**TASK:**
Provide an exact reproduction of every entry.

**Stored items:**
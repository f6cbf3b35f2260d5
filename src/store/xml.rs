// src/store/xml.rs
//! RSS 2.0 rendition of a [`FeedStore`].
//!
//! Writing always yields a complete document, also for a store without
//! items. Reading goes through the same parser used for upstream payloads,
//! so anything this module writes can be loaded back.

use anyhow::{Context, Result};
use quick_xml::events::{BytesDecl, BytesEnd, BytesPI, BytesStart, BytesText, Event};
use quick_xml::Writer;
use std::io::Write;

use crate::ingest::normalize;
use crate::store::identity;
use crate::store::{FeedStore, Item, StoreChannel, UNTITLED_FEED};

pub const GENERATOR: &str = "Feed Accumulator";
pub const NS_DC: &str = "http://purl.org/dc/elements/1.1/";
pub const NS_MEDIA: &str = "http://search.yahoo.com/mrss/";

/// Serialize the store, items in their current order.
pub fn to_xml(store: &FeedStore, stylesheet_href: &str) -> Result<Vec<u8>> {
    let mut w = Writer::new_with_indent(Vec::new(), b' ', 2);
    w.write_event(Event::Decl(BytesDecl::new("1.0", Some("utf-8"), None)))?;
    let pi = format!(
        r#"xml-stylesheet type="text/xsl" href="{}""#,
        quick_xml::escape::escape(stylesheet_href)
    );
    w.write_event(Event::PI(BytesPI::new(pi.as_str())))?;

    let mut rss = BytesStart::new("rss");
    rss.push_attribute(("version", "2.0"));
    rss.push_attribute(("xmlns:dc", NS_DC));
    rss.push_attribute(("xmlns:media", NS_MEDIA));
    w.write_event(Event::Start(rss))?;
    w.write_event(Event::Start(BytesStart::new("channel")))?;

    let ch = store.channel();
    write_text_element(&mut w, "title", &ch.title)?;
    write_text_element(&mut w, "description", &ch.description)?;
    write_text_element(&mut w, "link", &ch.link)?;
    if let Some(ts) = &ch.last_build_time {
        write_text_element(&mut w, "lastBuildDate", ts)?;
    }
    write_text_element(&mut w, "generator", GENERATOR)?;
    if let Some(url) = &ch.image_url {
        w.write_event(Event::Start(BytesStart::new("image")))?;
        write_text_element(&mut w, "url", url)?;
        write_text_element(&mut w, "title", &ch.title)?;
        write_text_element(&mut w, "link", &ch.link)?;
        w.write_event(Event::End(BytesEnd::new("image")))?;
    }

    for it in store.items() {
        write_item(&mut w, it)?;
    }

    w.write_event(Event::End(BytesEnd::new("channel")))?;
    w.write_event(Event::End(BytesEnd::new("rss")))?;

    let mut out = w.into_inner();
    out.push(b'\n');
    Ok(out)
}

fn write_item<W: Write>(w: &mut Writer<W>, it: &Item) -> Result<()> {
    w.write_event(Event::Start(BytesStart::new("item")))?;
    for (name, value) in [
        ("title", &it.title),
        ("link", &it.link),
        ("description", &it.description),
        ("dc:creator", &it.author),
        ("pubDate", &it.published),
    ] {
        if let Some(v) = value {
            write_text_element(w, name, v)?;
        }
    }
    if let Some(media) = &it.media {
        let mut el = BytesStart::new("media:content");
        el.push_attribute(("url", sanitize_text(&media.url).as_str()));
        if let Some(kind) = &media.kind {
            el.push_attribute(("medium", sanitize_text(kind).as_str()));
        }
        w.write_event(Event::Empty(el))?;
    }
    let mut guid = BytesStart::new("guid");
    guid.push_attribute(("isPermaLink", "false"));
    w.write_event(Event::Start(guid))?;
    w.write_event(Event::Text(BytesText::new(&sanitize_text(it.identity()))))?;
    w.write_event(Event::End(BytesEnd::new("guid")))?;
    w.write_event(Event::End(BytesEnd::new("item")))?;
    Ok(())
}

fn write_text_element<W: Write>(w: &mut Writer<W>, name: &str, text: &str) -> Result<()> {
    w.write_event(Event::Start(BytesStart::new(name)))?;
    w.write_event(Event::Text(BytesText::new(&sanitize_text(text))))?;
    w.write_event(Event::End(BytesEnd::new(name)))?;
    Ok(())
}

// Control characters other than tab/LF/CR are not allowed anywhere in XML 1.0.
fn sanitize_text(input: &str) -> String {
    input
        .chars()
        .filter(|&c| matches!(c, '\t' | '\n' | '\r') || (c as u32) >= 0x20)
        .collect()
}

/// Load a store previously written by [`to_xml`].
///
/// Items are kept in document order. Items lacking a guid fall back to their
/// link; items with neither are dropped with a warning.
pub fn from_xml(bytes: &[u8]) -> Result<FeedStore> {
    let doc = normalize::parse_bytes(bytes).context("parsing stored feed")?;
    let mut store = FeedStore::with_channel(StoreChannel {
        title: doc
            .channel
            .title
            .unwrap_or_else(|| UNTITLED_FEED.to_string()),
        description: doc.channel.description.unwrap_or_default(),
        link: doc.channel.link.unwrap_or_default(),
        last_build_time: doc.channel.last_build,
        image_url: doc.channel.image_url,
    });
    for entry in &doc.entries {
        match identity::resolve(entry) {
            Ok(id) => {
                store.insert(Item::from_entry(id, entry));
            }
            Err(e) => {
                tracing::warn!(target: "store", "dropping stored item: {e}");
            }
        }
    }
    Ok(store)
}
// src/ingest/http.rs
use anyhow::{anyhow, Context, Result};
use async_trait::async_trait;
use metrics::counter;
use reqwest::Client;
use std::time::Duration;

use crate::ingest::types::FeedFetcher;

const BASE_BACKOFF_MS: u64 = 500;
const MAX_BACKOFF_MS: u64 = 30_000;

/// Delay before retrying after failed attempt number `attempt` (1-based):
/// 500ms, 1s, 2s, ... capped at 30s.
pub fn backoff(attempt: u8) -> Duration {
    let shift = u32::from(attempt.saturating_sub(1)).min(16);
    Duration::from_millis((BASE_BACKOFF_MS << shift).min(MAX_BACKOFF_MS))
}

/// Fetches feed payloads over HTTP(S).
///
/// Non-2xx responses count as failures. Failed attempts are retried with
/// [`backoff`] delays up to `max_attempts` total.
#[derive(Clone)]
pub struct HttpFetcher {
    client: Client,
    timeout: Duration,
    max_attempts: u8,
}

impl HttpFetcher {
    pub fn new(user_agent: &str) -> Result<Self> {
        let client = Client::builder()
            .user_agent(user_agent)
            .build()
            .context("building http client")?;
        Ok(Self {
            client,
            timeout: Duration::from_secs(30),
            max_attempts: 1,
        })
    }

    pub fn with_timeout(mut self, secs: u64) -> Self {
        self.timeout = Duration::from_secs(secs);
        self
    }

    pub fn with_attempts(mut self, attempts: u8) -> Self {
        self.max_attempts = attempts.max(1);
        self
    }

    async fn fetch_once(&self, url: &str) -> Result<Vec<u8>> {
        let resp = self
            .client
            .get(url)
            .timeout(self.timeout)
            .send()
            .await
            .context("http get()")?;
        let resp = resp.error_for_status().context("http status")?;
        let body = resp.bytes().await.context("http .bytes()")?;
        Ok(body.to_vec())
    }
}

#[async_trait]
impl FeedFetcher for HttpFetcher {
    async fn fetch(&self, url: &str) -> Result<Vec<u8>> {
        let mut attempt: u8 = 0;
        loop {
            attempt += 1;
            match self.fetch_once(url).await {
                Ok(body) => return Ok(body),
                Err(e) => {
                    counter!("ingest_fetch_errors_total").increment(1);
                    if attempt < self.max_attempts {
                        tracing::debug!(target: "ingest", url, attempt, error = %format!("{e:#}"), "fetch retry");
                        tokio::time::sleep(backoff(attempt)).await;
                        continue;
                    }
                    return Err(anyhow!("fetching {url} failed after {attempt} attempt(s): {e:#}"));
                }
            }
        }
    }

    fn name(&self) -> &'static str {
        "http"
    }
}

**SOLUTION FOR THIS EXERCISE:**
repository f6cbf3b35f2260d5
filename src/store/xml.rs
// src/store/xml.rs
//! RSS 2.0 rendition of a [`FeedStore`].
//!
//! Writing always yields a complete document, also for a store without
//! items. Reading goes through the same parser used for upstream payloads,
//! so anything this module writes can be loaded back.

use anyhow::{Context, Result};
use quick_xml::events::{BytesDecl, BytesEnd, BytesPI, BytesStart, BytesText, Event};
use quick_xml::Writer;
use std::io::Write;

use crate::ingest::normalize;
use crate::store::identity;
use crate::store::{FeedStore, Item, StoreChannel, UNTITLED_FEED};

pub const GENERATOR: &str = "Feed Accumulator";
pub const NS_DC: &str = "http://purl.org/dc/elements/1.1/";
pub const NS_MEDIA: &str = "http://search.yahoo.com/mrss/";

/// Serialize the store, items in their current order.
pub fn to_xml(store: &FeedStore, stylesheet_href: &str) -> Result<Vec<u8>> {
    let mut w = Writer::new_with_indent(Vec::new(), b' ', 2);
    w.write_event(Event::Decl(BytesDecl::new("1.0", Some("utf-8"), None)))?;
    let pi = format!(
        r#"xml-stylesheet type="text/xsl" href="{}""#,
        quick_xml::escape::escape(stylesheet_href)
    );
    w.write_event(Event::PI(BytesPI::new(pi.as_str())))?;

    let mut rss = BytesStart::new("rss");
    rss.push_attribute(("version", "2.0"));
    rss.push_attribute(("xmlns:dc", NS_DC));
    rss.push_attribute(("xmlns:media", NS_MEDIA));
    w.write_event(Event::Start(rss))?;
    w.write_event(Event::Start(BytesStart::new("channel")))?;

    let ch = store.channel();
    write_text_element(&mut w, "title", &ch.title)?;
    write_text_element(&mut w, "description", &ch.description)?;
    write_text_element(&mut w, "link", &ch.link)?;
    if let Some(ts) = &ch.last_build_time {
        write_text_element(&mut w, "lastBuildDate", ts)?;
    }
    write_text_element(&mut w, "generator", GENERATOR)?;
    if let Some(url) = &ch.image_url {
        w.write_event(Event::Start(BytesStart::new("image")))?;
        write_text_element(&mut w, "url", url)?;
        write_text_element(&mut w, "title", &ch.title)?;
        write_text_element(&mut w, "link", &ch.link)?;
        w.write_event(Event::End(BytesEnd::new("image")))?;
    }

    for it in store.items() {
        write_item(&mut w, it)?;
    }

    w.write_event(Event::End(BytesEnd::new("channel")))?;
    w.write_event(Event::End(BytesEnd::new("rss")))?;

    let mut out = w.into_inner();
    out.push(b'\n');
    Ok(out)
}

fn write_item<W: Write>(w: &mut Writer<W>, it: &Item) -> Result<()> {
    w.write_event(Event::Start(BytesStart::new("item")))?;
    for (name, value) in [
        ("title", &it.title),
        ("link", &it.link),
        ("description", &it.description),
        ("dc:creator", &it.author),
        ("pubDate", &it.published),
    ] {
        if let Some(v) = value {
            write_text_element(w, name, v)?;
        }
    }
    if let Some(media) = &it.media {
        let mut el = BytesStart::new("media:content");
        el.push_attribute(("url", sanitize_text(&media.url).as_str()));
        if let Some(kind) = &media.kind {
            el.push_attribute(("medium", sanitize_text(kind).as_str()));
        }
        w.write_event(Event::Empty(el))?;
    }
    let mut guid = BytesStart::new("guid");
    guid.push_attribute(("isPermaLink", "false"));
    w.write_event(Event::Start(guid))?;
    w.write_event(Event::Text(BytesText::new(&sanitize_text(it.identity()))))?;
    w.write_event(Event::End(BytesEnd::new("guid")))?;
    w.write_event(Event::End(BytesEnd::new("item")))?;
    Ok(())
}

fn write_text_element<W: Write>(w: &mut Writer<W>, name: &str, text: &str) -> Result<()> {
    w.write_event(Event::Start(BytesStart::new(name)))?;
    w.write_event(Event::Text(BytesText::new(&sanitize_text(text))))?;
    w.write_event(Event::End(BytesEnd::new(name)))?;
    Ok(())
}

// Control characters other than tab/LF/CR are not allowed anywhere in XML 1.0.
fn sanitize_text(input: &str) -> String {
    input
        .chars()
        .filter(|&c| matches!(c, '\t' | '\n' | '\r') || (c as u32) >= 0x20)
        .collect()
}

/// Load a store previously written by [`to_xml`].
///
/// Items are kept in document order. Items lacking a guid fall back to their
/// link; items with neither are dropped with a warning.
pub fn from_xml(bytes: &[u8]) -> Result<FeedStore> {
    let doc = normalize::parse_bytes(bytes).context("parsing stored feed")?;
    let mut store = FeedStore::with_channel(StoreChannel {
        title: doc
            .channel
            .title
            .unwrap_or_else(|| UNTITLED_FEED.to_string()),
        description: doc.channel.description.unwrap_or_default(),
        link: doc.channel.link.unwrap_or_default(),
        last_build_time: doc.channel.last_build,
        image_url: doc.channel.image_url,
    });
    for entry in &doc.entries {
        match identity::resolve(entry) {
            Ok(id) => {
                store.insert(Item::from_entry(id, entry));
            }
            Err(e) => {
                tracing::warn!(target: "store", "dropping stored item: {e}");
            }
        }
    }
    Ok(store)
}
// src/ingest/http.rs
use anyhow::{anyhow, Context, Result};
use async_trait::async_trait;
use metrics::counter;
use reqwest::Client;
use std::time::Duration;

use crate::ingest::types::FeedFetcher;

const BASE_BACKOFF_MS: u64 = 500;
const MAX_BACKOFF_MS: u64 = 30_000;

/// Delay before retrying after failed attempt number `attempt` (1-based):
/// 500ms, 1s, 2s, ... capped at 30s.
pub fn backoff(attempt: u8) -> Duration {
    let shift = u32::from(attempt.saturating_sub(1)).min(16);
    Duration::from_millis((BASE_BACKOFF_MS << shift).min(MAX_BACKOFF_MS))
}

/// Fetches feed payloads over HTTP(S).
///
/// Non-2xx responses count as failures. Failed attempts are retried with
/// [`backoff`] delays up to `max_attempts` total.
#[derive(Clone)]
pub struct HttpFetcher {
    client: Client,
    timeout: Duration,
    max_attempts: u8,
}

impl HttpFetcher {
    pub fn new(user_agent: &str) -> Result<Self> {
        let client = Client::builder()
            .user_agent(user_agent)
            .build()
            .context("building http client")?;
        Ok(Self {
            client,
            timeout: Duration::from_secs(30),
            max_attempts: 1,
        })
    }

    pub fn with_timeout(mut self, secs: u64) -> Self {
        self.timeout = Duration::from_secs(secs);
        self
    }

    pub fn with_attempts(mut self, attempts: u8) -> Self {
        self.max_attempts = attempts.max(1);
        self
    }

    async fn fetch_once(&self, url: &str) -> Result<Vec<u8>> {
        let resp = self
            .client
            .get(url)
            .timeout(self.timeout)
            .send()
            .await
            .context("http get()")?;
        let resp = resp.error_for_status().context("http status")?;
        let body = resp.bytes().await.context("http .bytes()")?;
        Ok(body.to_vec())
    }
}

#[async_trait]
impl FeedFetcher for HttpFetcher {
    async fn fetch(&self, url: &str) -> Result<Vec<u8>> {
        let mut attempt: u8 = 0;
        loop {
            attempt += 1;
            match self.fetch_once(url).await {
                Ok(body) => return Ok(body),
                Err(e) => {
                    counter!("ingest_fetch_errors_total").increment(1);
                    if attempt < self.max_attempts {
                        tracing::debug!(target: "ingest", url, attempt, error = %format!("{e:#}"), "fetch retry");
                        tokio::time::sleep(backoff(attempt)).await;
                        continue;
                    }
                    return Err(anyhow!("fetching {url} failed after {attempt} attempt(s): {e:#}"));
                }
            }
        }
    }

    fn name(&self) -> &'static str {
        "http"
    }
}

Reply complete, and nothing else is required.